Supreme Court of West Virginia

June 12, 2019

In re A.A.-R. and L.G.

          Kanawha County 18-JA-306 and 18-JA-307

          MEMORANDUM DECISION

         Petitioner Mother S.A.-D. by counsel Jason Lord, appeals the Circuit Court of Kanawha County's December 20, 2018, order terminating her parental rights to A.A.-R. and L.G.[1] The West Virginia Department of Health and Human Resources ("DHHR"), by counsel Brandolyn N. Felton-Ernest, filed a response in support of the circuit court's order. The guardian ad litem ("guardian"), Sharon Childers, filed a response on behalf of the children in support of the circuit court's order and a supplemental appendix. On appeal, petitioner argues that the circuit court erred in denying her motion for a post-adjudicatory improvement period.[2]

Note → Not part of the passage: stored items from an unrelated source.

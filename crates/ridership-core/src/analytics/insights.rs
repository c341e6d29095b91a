//! Insight snapshots for a selected day
//!
//! A snapshot bundles the current value, the previous day's value and the
//! change for the total and for each mode. It is a pure function of the
//! store and the index: nothing is cached between calls.

use serde::Serialize;

use super::change::{compute_counts, ChangeResult};
use crate::calendar::HolidayCalendar;
use crate::models::{DateKey, Mode};
use crate::store::TimeSeriesStore;

/// Current / previous / change for one mode
#[derive(Debug, Clone, PartialEq, Serialize)]
pub struct ModeInsight {
    pub mode: Mode,
    pub current: u64,
    /// Absent on the first day of the series
    pub previous: Option<u64>,
    pub change: Option<ChangeResult>,
}

/// Everything the insight cards show for one index
#[derive(Debug, Clone, PartialEq, Serialize)]
pub struct InsightSnapshot {
    pub index: usize,
    pub date: DateKey,
    pub is_holiday: bool,
    pub total_current: u64,
    pub total_previous: Option<u64>,
    pub total_change: Option<ChangeResult>,
    /// In [`Mode::ALL`] order
    pub per_mode: [ModeInsight; 4],
}

impl InsightSnapshot {
    pub fn mode(&self, mode: Mode) -> &ModeInsight {
        &self.per_mode[mode.index()]
    }
}

/// Derives snapshots from a store
#[derive(Debug, Clone, Copy)]
pub struct InsightProjector<'a> {
    store: &'a TimeSeriesStore,
    calendar: &'a HolidayCalendar,
}

impl<'a> InsightProjector<'a> {
    pub fn new(store: &'a TimeSeriesStore, calendar: &'a HolidayCalendar) -> Self {
        Self { store, calendar }
    }

    /// Snapshot for `index`, `None` when the index is out of range
    pub fn project(&self, index: usize) -> Option<InsightSnapshot> {
        project(self.store, self.calendar, index)
    }

    /// Snapshot for the most recent day
    pub fn latest(&self) -> Option<InsightSnapshot> {
        self.store.last_index().and_then(|i| self.project(i))
    }
}

/// Compute the snapshot for `index` against its predecessor
pub fn project(
    store: &TimeSeriesStore,
    calendar: &HolidayCalendar,
    index: usize,
) -> Option<InsightSnapshot> {
    let current = store.get(index)?;
    let previous = store.previous_of(index);

    let total_current = current.total();
    let total_previous = previous.map(|p| p.total());

    let per_mode = Mode::ALL.map(|mode| {
        let value = current.value(mode);
        let prev = previous.map(|p| p.value(mode));
        ModeInsight {
            mode,
            current: value,
            previous: prev,
            change: compute_counts(value, prev),
        }
    });

    Some(InsightSnapshot {
        index,
        date: current.date,
        is_holiday: calendar.contains(&current.date),
        total_current,
        total_previous,
        total_change: compute_counts(total_current, total_previous),
        per_mode,
    })
}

         This Court has considered the parties' briefs and the record on appeal. The facts and legal arguments are adequately presented, and the decisional process would not be significantly aided by oral argument. Upon consideration of the standard of review, the briefs, and the record presented, the Court finds no substantial question of law and no prejudicial error. For these reasons, a memorandum decision affirming the circuit court's order is appropriate under Rule 21 of the Rules of Appellate Procedure.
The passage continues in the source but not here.